▶ **Work task**
Count the lines below that contain "VaultClientSettings". Give only the number.

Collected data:

***

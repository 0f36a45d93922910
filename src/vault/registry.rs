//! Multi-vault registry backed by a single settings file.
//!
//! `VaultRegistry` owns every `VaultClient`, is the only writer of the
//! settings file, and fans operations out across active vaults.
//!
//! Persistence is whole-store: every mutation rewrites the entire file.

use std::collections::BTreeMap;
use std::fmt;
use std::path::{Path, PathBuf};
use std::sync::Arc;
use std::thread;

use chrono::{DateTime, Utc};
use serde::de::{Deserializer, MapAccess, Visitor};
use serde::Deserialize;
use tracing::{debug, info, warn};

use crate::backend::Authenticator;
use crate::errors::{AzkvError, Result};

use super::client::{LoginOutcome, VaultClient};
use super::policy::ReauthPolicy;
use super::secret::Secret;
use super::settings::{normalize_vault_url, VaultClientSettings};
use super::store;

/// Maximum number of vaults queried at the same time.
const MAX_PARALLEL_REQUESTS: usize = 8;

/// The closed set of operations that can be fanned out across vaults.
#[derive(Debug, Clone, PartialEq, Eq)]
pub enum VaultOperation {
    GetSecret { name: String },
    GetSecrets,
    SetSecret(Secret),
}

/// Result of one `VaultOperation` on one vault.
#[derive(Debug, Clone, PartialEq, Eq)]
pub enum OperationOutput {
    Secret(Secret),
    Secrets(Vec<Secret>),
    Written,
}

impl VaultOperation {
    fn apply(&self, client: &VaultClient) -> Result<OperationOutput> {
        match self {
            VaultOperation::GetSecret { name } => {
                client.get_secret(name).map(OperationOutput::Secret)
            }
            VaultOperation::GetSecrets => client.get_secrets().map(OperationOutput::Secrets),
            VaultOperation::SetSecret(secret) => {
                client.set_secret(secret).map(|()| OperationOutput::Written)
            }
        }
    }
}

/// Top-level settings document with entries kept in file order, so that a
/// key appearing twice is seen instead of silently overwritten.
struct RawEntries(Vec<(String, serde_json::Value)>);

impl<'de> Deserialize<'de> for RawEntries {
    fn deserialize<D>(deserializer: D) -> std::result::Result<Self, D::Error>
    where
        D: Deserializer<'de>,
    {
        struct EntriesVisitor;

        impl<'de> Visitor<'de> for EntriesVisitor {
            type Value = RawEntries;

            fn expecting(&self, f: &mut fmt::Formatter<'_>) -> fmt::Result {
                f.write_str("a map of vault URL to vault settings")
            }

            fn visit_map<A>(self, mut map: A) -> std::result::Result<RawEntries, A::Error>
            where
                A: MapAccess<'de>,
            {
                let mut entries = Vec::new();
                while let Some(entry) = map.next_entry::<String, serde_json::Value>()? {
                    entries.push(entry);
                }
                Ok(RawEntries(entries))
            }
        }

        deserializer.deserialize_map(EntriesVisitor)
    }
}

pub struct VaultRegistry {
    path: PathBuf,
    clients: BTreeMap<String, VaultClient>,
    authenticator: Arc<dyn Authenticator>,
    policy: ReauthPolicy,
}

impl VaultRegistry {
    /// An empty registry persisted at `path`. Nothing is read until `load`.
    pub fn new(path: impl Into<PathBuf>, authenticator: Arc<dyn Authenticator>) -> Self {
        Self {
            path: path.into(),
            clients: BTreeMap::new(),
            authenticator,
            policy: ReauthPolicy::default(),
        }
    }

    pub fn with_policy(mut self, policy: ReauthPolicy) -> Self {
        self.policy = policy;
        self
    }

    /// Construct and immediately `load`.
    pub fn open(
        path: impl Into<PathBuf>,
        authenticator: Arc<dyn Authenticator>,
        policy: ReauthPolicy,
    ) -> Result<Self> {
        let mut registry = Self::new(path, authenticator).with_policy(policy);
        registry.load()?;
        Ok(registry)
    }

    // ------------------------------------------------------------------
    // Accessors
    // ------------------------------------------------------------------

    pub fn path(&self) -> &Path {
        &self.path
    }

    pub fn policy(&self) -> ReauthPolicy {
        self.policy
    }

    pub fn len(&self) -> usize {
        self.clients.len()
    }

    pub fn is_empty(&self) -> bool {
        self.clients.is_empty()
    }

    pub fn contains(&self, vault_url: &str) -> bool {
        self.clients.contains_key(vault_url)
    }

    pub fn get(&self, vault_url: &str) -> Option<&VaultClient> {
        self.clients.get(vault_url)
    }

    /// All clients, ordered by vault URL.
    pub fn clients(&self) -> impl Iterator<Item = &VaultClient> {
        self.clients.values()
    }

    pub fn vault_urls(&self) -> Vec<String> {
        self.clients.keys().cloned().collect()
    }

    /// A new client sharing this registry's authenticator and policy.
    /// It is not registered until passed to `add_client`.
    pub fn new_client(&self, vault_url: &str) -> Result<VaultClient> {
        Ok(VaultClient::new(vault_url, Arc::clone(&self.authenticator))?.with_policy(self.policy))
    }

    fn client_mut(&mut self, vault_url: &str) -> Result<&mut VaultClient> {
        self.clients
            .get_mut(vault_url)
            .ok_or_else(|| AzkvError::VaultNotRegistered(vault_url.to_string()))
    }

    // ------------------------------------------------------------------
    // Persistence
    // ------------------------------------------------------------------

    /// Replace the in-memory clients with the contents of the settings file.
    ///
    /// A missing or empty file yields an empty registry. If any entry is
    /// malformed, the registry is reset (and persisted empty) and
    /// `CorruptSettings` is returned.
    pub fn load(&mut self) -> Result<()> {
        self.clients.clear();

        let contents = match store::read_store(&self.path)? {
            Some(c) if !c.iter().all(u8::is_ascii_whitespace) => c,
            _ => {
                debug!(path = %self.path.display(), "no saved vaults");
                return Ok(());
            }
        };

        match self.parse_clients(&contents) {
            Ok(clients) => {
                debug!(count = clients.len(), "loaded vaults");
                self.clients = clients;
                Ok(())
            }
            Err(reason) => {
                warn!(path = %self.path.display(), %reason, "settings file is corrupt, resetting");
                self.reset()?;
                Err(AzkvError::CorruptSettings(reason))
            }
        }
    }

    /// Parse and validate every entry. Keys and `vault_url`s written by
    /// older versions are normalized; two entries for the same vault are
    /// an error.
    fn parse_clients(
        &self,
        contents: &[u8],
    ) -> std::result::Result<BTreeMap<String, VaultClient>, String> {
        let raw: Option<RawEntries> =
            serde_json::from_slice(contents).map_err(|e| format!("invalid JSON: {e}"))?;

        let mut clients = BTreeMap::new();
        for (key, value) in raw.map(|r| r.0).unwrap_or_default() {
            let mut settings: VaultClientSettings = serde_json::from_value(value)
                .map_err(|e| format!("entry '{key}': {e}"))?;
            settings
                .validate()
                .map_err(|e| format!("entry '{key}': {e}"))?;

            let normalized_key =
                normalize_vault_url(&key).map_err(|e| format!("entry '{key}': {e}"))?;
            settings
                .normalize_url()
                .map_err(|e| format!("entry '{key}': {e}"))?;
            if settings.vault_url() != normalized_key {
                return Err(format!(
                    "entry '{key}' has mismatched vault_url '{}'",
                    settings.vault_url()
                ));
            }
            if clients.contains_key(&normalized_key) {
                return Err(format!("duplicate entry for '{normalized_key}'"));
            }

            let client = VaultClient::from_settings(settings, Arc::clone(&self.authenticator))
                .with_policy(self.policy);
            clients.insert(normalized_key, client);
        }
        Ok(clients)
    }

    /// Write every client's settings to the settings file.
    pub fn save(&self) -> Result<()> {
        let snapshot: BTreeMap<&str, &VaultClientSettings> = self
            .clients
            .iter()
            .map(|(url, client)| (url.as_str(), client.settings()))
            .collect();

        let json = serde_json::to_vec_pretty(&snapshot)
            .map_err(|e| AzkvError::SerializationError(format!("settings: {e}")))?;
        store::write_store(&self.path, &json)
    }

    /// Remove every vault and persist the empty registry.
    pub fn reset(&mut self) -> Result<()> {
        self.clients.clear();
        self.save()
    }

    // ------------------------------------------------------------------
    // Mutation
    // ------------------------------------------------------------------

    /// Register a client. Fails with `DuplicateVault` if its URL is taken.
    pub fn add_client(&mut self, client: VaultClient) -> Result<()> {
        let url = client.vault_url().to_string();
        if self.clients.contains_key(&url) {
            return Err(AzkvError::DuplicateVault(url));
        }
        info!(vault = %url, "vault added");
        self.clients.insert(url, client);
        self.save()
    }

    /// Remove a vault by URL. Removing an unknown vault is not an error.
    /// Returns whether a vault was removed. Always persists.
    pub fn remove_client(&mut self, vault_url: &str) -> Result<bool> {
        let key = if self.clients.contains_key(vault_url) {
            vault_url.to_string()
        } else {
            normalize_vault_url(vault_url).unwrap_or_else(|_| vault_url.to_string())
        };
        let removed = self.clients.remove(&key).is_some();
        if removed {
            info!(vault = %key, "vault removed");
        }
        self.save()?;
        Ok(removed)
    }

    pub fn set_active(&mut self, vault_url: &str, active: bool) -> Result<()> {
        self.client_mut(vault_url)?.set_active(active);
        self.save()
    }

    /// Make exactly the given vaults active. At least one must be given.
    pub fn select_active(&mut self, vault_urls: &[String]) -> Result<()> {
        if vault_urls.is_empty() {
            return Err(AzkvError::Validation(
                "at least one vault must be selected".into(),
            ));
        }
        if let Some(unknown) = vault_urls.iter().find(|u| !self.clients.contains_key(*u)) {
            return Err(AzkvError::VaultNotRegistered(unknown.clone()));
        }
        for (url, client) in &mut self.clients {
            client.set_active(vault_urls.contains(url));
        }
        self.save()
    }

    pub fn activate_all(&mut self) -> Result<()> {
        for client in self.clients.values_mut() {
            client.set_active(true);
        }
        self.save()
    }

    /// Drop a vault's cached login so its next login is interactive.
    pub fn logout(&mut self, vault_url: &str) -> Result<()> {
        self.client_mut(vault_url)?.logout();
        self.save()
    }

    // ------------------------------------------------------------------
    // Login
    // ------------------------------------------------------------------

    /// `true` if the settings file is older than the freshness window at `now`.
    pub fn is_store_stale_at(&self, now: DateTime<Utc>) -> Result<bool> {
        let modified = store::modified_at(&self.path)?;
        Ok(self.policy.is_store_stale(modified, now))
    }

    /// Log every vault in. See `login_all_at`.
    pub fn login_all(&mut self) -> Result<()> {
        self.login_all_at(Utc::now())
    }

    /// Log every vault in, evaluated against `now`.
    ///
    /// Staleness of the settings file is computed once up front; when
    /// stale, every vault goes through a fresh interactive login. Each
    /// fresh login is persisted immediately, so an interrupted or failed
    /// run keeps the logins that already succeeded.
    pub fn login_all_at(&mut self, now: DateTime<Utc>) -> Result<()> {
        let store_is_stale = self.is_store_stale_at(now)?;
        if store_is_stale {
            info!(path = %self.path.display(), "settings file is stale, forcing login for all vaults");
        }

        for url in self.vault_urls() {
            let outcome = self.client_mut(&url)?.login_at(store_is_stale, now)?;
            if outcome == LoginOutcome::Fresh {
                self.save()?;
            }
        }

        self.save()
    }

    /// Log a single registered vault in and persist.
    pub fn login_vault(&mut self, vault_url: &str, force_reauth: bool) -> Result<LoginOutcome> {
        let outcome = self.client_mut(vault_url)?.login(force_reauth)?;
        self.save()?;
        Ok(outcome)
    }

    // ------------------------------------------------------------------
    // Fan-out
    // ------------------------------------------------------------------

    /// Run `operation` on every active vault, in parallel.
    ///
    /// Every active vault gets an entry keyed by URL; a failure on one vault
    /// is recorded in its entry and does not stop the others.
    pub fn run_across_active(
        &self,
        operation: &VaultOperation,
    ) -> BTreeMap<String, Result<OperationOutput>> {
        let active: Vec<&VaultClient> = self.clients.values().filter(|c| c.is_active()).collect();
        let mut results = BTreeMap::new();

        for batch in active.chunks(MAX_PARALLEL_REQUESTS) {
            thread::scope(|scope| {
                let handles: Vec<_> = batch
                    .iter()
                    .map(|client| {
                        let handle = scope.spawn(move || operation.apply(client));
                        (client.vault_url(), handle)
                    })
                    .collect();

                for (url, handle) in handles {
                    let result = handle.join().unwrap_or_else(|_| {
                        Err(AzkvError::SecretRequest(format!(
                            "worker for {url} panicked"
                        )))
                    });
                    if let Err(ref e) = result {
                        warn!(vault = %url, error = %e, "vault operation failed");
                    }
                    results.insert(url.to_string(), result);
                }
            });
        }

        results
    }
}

***

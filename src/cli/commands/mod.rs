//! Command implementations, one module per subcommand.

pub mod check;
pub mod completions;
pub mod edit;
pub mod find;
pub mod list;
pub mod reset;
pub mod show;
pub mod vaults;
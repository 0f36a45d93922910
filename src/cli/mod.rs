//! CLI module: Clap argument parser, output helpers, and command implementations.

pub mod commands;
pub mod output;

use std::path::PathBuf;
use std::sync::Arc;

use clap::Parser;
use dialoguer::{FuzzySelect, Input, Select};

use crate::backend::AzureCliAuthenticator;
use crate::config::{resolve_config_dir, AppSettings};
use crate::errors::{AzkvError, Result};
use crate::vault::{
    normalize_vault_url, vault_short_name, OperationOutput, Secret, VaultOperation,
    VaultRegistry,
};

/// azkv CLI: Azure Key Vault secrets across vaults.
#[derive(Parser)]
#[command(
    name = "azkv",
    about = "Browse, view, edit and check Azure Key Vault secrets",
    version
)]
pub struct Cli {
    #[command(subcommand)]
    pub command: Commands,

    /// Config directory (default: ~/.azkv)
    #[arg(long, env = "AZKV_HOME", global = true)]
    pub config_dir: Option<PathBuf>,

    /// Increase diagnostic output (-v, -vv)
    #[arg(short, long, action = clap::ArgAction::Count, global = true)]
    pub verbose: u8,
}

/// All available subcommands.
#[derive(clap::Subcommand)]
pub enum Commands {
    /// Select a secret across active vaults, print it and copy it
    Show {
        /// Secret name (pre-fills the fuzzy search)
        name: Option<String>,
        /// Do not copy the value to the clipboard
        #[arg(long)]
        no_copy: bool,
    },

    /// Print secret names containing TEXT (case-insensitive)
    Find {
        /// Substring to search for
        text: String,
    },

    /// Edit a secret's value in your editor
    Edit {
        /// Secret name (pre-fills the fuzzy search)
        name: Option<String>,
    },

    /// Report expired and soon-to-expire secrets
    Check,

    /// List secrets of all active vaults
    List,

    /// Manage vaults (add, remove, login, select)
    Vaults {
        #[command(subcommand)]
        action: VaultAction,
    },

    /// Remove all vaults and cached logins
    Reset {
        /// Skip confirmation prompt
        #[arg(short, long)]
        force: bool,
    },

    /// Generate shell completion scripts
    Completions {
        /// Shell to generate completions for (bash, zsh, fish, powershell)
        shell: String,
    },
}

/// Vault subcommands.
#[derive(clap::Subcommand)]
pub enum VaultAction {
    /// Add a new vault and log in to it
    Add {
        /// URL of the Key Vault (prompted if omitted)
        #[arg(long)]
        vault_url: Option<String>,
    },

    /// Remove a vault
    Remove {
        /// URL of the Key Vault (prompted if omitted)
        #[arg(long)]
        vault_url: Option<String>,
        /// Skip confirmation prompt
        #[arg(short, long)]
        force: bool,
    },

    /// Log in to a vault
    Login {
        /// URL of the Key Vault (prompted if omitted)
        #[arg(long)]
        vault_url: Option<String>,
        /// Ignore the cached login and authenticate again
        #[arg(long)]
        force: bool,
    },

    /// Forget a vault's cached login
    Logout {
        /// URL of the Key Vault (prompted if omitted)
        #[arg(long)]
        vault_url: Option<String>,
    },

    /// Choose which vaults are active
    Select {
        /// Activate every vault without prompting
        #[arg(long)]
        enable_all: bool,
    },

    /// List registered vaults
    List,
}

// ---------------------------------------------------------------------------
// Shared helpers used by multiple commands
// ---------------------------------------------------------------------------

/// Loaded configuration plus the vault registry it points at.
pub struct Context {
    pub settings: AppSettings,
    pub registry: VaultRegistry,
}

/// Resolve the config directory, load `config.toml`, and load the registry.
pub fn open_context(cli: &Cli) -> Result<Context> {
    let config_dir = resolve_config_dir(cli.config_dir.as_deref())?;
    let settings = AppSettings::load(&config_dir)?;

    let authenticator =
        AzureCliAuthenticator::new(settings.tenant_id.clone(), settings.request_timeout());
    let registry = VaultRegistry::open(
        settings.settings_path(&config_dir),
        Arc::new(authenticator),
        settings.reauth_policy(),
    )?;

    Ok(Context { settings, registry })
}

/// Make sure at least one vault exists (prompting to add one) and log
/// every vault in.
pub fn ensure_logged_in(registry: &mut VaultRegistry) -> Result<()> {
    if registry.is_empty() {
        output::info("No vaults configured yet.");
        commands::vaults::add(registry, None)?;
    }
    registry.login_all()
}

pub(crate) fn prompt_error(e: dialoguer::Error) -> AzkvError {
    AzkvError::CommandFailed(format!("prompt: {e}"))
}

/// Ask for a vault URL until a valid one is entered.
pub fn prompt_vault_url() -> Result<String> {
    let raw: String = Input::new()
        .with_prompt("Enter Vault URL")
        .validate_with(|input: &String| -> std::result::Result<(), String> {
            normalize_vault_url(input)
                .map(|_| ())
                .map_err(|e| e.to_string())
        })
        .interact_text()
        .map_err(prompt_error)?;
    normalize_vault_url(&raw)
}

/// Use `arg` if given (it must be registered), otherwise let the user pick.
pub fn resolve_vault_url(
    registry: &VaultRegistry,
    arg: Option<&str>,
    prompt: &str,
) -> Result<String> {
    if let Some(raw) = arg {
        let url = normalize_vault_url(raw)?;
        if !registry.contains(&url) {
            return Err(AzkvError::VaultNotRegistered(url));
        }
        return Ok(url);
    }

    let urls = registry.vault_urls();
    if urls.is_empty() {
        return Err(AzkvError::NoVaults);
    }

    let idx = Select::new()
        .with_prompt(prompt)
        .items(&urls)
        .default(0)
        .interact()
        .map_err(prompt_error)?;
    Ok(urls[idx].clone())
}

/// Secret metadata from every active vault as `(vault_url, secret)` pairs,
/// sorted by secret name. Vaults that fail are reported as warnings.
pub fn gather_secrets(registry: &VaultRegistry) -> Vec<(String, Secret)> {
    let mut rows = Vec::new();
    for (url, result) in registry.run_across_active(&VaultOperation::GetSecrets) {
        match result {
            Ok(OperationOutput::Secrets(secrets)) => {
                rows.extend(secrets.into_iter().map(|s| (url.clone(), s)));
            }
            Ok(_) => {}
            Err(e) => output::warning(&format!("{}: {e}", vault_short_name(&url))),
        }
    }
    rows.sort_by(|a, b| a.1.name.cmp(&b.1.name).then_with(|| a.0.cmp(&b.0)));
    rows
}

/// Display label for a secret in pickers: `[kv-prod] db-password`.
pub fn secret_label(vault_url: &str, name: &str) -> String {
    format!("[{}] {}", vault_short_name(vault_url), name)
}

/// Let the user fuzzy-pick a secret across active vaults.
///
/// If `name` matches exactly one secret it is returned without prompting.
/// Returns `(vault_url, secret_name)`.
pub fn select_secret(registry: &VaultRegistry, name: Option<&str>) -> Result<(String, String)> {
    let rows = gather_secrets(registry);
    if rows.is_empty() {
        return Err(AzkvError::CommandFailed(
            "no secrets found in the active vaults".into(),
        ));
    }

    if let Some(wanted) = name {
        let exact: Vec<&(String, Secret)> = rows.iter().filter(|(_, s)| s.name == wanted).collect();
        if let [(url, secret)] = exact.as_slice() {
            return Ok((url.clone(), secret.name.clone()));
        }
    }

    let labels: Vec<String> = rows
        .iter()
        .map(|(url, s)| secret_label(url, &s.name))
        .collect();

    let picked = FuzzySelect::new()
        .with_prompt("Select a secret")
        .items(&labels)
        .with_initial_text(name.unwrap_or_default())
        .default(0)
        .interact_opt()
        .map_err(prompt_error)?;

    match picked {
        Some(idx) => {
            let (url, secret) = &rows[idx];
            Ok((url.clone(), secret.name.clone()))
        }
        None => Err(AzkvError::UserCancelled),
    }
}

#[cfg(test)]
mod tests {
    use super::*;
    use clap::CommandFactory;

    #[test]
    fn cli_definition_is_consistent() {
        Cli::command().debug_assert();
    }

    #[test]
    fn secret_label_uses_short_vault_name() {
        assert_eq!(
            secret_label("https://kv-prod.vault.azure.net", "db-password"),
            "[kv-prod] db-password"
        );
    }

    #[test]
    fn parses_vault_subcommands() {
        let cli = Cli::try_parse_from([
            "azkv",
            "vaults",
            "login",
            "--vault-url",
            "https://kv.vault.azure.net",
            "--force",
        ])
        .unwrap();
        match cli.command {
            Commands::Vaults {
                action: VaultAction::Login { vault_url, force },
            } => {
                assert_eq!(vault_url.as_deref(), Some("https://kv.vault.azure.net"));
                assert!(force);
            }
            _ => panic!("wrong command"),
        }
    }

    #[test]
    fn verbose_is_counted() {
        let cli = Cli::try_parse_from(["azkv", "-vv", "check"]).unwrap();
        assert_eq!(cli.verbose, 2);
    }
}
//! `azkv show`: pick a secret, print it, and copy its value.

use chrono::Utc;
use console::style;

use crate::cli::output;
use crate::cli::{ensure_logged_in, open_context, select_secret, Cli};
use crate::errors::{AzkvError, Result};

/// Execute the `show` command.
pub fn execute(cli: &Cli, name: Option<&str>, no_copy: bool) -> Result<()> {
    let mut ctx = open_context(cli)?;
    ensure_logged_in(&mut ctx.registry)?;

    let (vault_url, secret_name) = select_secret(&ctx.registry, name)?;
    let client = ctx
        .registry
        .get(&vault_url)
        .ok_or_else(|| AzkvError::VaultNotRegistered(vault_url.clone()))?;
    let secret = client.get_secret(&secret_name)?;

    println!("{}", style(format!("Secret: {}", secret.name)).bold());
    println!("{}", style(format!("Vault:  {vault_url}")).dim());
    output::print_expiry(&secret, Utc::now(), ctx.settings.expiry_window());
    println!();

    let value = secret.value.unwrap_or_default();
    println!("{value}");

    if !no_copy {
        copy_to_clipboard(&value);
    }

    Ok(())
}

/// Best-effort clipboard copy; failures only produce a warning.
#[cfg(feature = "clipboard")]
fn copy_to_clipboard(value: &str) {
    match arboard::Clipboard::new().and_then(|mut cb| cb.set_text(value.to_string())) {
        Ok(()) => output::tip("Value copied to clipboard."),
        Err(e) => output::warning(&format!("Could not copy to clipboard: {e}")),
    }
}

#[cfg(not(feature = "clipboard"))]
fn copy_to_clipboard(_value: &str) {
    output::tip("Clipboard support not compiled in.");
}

***

▶ **Task result**
3